Nominee for New Court Passed Over

Cambodia’s candidate for the International Criminal Court has failed in an election bid to serve as a judge on the international body responsible for trying those charged with war crimes and gen­ocide, furthering Cambodia’s reputation as a country with a weak judiciary, critics said.​​​

Cambodia nominated Heng Vong Bunchhat, 59, a senior adviser to the government and a former deputy minister of justice. However, Heng Vong Bunchhat failed to secure the necessary votes for a seat on the court.
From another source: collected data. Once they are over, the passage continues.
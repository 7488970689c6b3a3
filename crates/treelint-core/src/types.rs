//! Core types for lint violations and results.

use miette::{Diagnostic, SourceSpan};
use serde::{Deserialize, Serialize};
use std::path::PathBuf;

use crate::rule::RuleId;

/// Severity level for lint violations.
#[derive(Debug, Clone, Copy, PartialEq, Eq, PartialOrd, Ord, Hash, Serialize, Deserialize)]
#[serde(rename_all = "lowercase")]
pub enum Severity {
    /// Informational message, does not fail lint.
    Info,
    /// Warning that should be addressed.
    Warning,
    /// Error that must be fixed.
    Error,
}

impl Severity {
    /// Parses `info`, `warning` or `error`.
    #[must_use]
    pub fn parse(raw: &str) -> Option<Self> {
        match raw.trim().to_ascii_lowercase().as_str() {
            "info" => Some(Self::Info),
            "warning" | "warn" => Some(Self::Warning),
            "error" => Some(Self::Error),
            _ => None,
        }
    }
}

impl std::fmt::Display for Severity {
    fn fmt(&self, f: &mut std::fmt::Formatter<'_>) -> std::fmt::Result {
        match self {
            Self::Info => write!(f, "info"),
            Self::Warning => write!(f, "warning"),
            Self::Error => write!(f, "error"),
        }
    }
}

/// Source location of a violation.
#[derive(Debug, Clone, PartialEq, Eq, Hash, Serialize, Deserialize)]
pub struct Location {
    /// File path, when linting a file rather than a snippet.
    #[serde(default, skip_serializing_if = "Option::is_none")]
    pub file: Option<PathBuf>,
    /// Line number (1-indexed).
    pub line: usize,
    /// Column number (1-indexed, in characters).
    pub column: usize,
    /// Byte offset in the text at the time the violation was emitted.
    pub offset: usize,
}

impl Location {
    /// Creates a new location.
    #[must_use]
    pub fn new(line: usize, column: usize, offset: usize) -> Self {
        Self {
            file: None,
            line,
            column,
            offset,
        }
    }

    /// Sets the file path.
    #[must_use]
    pub fn with_file(mut self, file: Option<PathBuf>) -> Self {
        self.file = file;
        self
    }
}

/// What happened to a violation in autocorrect mode.
#[derive(Debug, Clone, Copy, PartialEq, Eq, Hash, Serialize, Deserialize)]
#[serde(rename_all = "kebab-case")]
pub enum CorrectionOutcome {
    /// The rule fixed it.
    Corrected,
    /// The rule cannot fix it, or was allowed to and did not change the tree.
    NotCorrected,
    /// The rule could fix it but the autocorrect policy said no.
    CorrectionNotAllowed,
}

/// A lint violation.
#[derive(Debug, Clone, PartialEq, Eq, Serialize, Deserialize)]
pub struct Violation {
    /// Identifier of the rule that emitted it.
    pub rule_id: RuleId,
    /// Severity of this violation.
    pub severity: Severity,
    /// Where it was found.
    pub location: Location,
    /// Human-readable message.
    pub message: String,
    /// Whether the rule is able to fix it.
    pub can_be_autocorrected: bool,
    /// Outcome when autocorrection was requested; `None` in lint mode.
    #[serde(default, skip_serializing_if = "Option::is_none")]
    pub outcome: Option<CorrectionOutcome>,
}

impl Violation {
    /// Creates a new violation.
    #[must_use]
    pub fn new(
        rule_id: RuleId,
        severity: Severity,
        location: Location,
        message: impl Into<String>,
        can_be_autocorrected: bool,
    ) -> Self {
        Self {
            rule_id,
            severity,
            location,
            message: message.into(),
            can_be_autocorrected,
            outcome: None,
        }
    }

    /// Formats the violation for terminal output.
    #[must_use]
    pub fn format(&self) -> String {
        use std::fmt::Write;
        let file = self
            .location
            .file
            .as_ref()
            .map_or_else(|| "<text>".to_string(), |f| f.display().to_string());
        let mut output = format!(
            "{} at {}:{}:{}\n",
            self.rule_id, file, self.location.line, self.location.column,
        );
        let _ = writeln!(output, "  {}: {}", self.severity, self.message);
        if self.can_be_autocorrected {
            let _ = writeln!(output, "  = help: can be fixed with `treelint format`");
        }
        output
    }
}

impl std::fmt::Display for Violation {
    fn fmt(&self, f: &mut std::fmt::Formatter<'_>) -> std::fmt::Result {
        if let Some(file) = &self.location.file {
            write!(f, "{}:", file.display())?;
        }
        write!(
            f,
            "{}:{}: {} [{}] {}",
            self.location.line, self.location.column, self.severity, self.rule_id, self.message
        )?;
        if self.can_be_autocorrected {
            write!(f, " (fixable)")?;
        }
        Ok(())
    }
}

/// Converts a Violation to a miette Diagnostic for rich error display.
#[derive(Debug, thiserror::Error, Diagnostic)]
#[error("{message}")]
pub struct ViolationDiagnostic {
    message: String,
    #[help]
    help: Option<String>,
    #[label("{label_message}")]
    span: SourceSpan,
    label_message: String,
}

impl From<&Violation> for ViolationDiagnostic {
    fn from(v: &Violation) -> Self {
        Self {
            message: format!("[{}] {}", v.rule_id, v.message),
            help: v
                .can_be_autocorrected
                .then(|| "can be fixed with `treelint format`".to_string()),
            span: SourceSpan::from((v.location.offset, 1)),
            label_message: v.severity.to_string(),
        }
    }
}

/// A rule hook that failed and was isolated.
#[derive(Debug, Clone, PartialEq, Eq, Serialize, Deserialize)]
pub struct RuleFailure {
    /// Failing rule.
    pub rule_id: RuleId,
    /// Hook that failed (`before_visit_children`, ...).
    pub hook: String,
    /// Offset of the visited node, for visit hooks.
    #[serde(default, skip_serializing_if = "Option::is_none")]
    pub offset: Option<usize>,
    /// Error message.
    pub message: String,
}

impl std::fmt::Display for RuleFailure {
    fn fmt(&self, f: &mut std::fmt::Formatter<'_>) -> std::fmt::Result {
        write!(f, "rule {} failed in {}", self.rule_id, self.hook)?;
        if let Some(offset) = self.offset {
            write!(f, " at offset {offset}")?;
        }
        write!(f, ": {}", self.message)
    }
}

/// Result of linting or formatting several files.
#[derive(Debug, Default, Serialize, Deserialize)]
pub struct LintResult {
    /// All remaining violations.
    pub violations: Vec<Violation>,
    /// Number of files checked.
    pub files_checked: usize,
    /// Number of violations fixed by autocorrection.
    pub corrected: usize,
    /// Files whose text was changed by autocorrection.
    pub files_changed: usize,
    /// Rule hooks that failed.
    pub rule_failures: Vec<RuleFailure>,
}

impl LintResult {
    /// Creates a new empty result.
    #[must_use]
    pub fn new() -> Self {
        Self::default()
    }

    /// Returns true if there are any errors.
    #[must_use]
    pub fn has_errors(&self) -> bool {
        self.violations
            .iter()
            .any(|v| v.severity == Severity::Error)
    }

    /// Checks if any violations meet or exceed the given severity threshold.
    #[must_use]
    pub fn has_violations_at(&self, severity: Severity) -> bool {
        self.violations.iter().any(|v| v.severity >= severity)
    }

    /// Counts violations by severity.
    #[must_use]
    pub fn count_by_severity(&self) -> (usize, usize, usize) {
        let count = |s: Severity| self.violations.iter().filter(|v| v.severity == s).count();
        (
            count(Severity::Error),
            count(Severity::Warning),
            count(Severity::Info),
        )
    }

    /// Formats a summary report.
    #[must_use]
    pub fn format_report(&self) -> String {
        use std::fmt::Write;

        let mut report = String::new();
        for violation in &self.violations {
            let _ = writeln!(report, "{}", violation.format());
        }
        for failure in &self.rule_failures {
            let _ = writeln!(report, "{failure}");
        }

        let (errors, warnings, infos) = self.count_by_severity();
        let _ = write!(
            report,
            "Found {} error(s), {} warning(s), {} info(s) in {} file(s)",
            errors, warnings, infos, self.files_checked
        );
        if self.corrected > 0 {
            let _ = write!(
                report,
                "; fixed {} violation(s) in {} file(s)",
                self.corrected, self.files_changed
            );
        }
        report.push('\n');
        report
    }

    /// Adds violations from another result.
    pub fn extend(&mut self, other: Self) {
        self.violations.extend(other.violations);
        self.files_checked += other.files_checked;
        self.corrected += other.corrected;
        self.files_changed += other.files_changed;
        self.rule_failures.extend(other.rule_failures);
    }
}

#[cfg(test)]
mod tests {
    use super::*;

    fn make_violation(severity: Severity) -> Violation {
        Violation::new(
            RuleId::from("no-var"),
            severity,
            Location::new(3, 5, 20).with_file(Some(PathBuf::from("src/a.kt"))),
            "Unexpected var, use val instead",
            false,
        )
    }

    #[test]
    fn display_includes_position_and_rule() {
        let v = make_violation(Severity::Error);
        assert_eq!(
            v.to_string(),
            "src/a.kt:3:5: error [standard:no-var] Unexpected var, use val instead"
        );
    }

    #[test]
    fn fixable_violations_are_marked() {
        let mut v = make_violation(Severity::Warning);
        v.can_be_autocorrected = true;
        assert!(v.to_string().ends_with("(fixable)"));
        assert!(v.format().contains("= help:"));
    }

    #[test]
    fn severity_parse() {
        assert_eq!(Severity::parse("Warning"), Some(Severity::Warning));
        assert_eq!(Severity::parse("fatal"), None);
    }

    #[test]
    fn has_violations_at_error_only() {
        let mut result = LintResult::new();
        result.violations.push(make_violation(Severity::Warning));
        assert!(!result.has_violations_at(Severity::Error));
        assert!(result.has_violations_at(Severity::Warning));
        assert!(!result.has_errors());
    }

    #[test]
    fn report_summarizes_counts_and_fixes() {
        let mut result = LintResult::new();
        result.files_checked = 2;
        result.violations.push(make_violation(Severity::Error));
        result.violations.push(make_violation(Severity::Info));
        result.corrected = 3;
        result.files_changed = 1;

        let report = result.format_report();
        assert!(report.contains("Found 1 error(s), 0 warning(s), 1 info(s) in 2 file(s)"));
        assert!(report.contains("fixed 3 violation(s) in 1 file(s)"));
    }

    #[test]
    fn extend_accumulates() {
        let mut a = LintResult::new();
        a.files_checked = 1;
        let mut b = LintResult::new();
        b.files_checked = 2;
        b.corrected = 1;
        b.violations.push(make_violation(Severity::Error));
        a.extend(b);
        assert_eq!(a.files_checked, 3);
        assert_eq!(a.corrected, 1);
        assert_eq!(a.violations.len(), 1);
    }
}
“If [Heng Vong Bunchhat] was elected, it would have been a mockery of justice,” said Son Soubert, a member of the Con­stitutional Council. “It would be a mockery not because Heng Vong Bunchhat is not qualified, but because we have no credibility in the eyes of the international community.”

The 43 signatories to the Inter­national Criminal Court held 21 separate, secret votes last week in New York to elect 18 judges to serve on the court, according to a UN news release.

The winners included judges from France, Bolivia, Canada and Ghana.

Ten women were among the judges elected.

“The judges…are key to shaping the court and making it an independent, fair and effective institution to deal with crimes of the most grievous nature committed by individuals,” according to the UN statement.

Heng Vong Bunchhat could not be reached for comment on Sunday.

Since the court was seeking a balanced representation of judges and Cambodia was one of only six Asian countries to field candidates, observers had expected Heng Vong Bunchhat to be easily elected.

However, the signatories instead chose Asian judges from Korea, Samoa and Cyprus, leaving Cambodia out of the first international body to try war crimes, genocide and crimes against humanity.

Son Soubert was quick to say that Cambodia has yet to prove to the world that it is serious about reforming its troubled and much-criticized court system.

“[Heng Vong Bunchhat] and the other judges were up against the world’s best judges,” said Canadian Ambassador Stephanie Beck on Sunday. “I think it’s clear that the Cambodian legal and judicial system is still young, and it doesn’t have the experience as other countries.”

But French Ambassador Andre-Jean Libourel said Cambodia’s current judicial system had little to do with Heng Vong Bunchhat not being elected to the court.

“Cambodia was one of the few Asian countries to support and sign the ICC—that in itself was a positive step,” Libourel said. “But because it is a small country, they did not get elected. I don’t think it is a sanction against Cambodia.”

Cambodia’s judiciary has suffered repeated criticism, and was struck another blow during January’s mid-year Consultative Group donor meeting.

According to a report by the UN human rights office submitted to the CG meeting, Cambodia failed to meet October deadlines on four reform benchmarks: A legal and judicial reform strategy, restructuring the Supreme Council of Magistracy, passing a law on the Statutes of Magistrates and bringing reported cases of corruption to justice.

The country’s top judicial branch, the Supreme Council of Magistracy, was condemned by the UN report for having “failed to fulfill its tasks, with corruption being the main problem as well as a lack of independence and politicization.”

Under this framework, it comes as no surprise that the Cambodian judge was not elected, Son Soubert said.

“I wish the reputation of my country was better, but Cambodia still has to prove that it is respectful of the law and serious about reform,” he said.

The following countries had judges elected to the International Criminal Court: Costa Rica, Bolivia, Ireland, Mail, the UK, Trinidad and Tabago, France, Germany, Canada, Finland, Ghana, Cyprus, South Africa, Italy, Samoa, Republic of Korea, Brazil and Latvia. The judges will be sworn in on March 11, according to the UN Web site.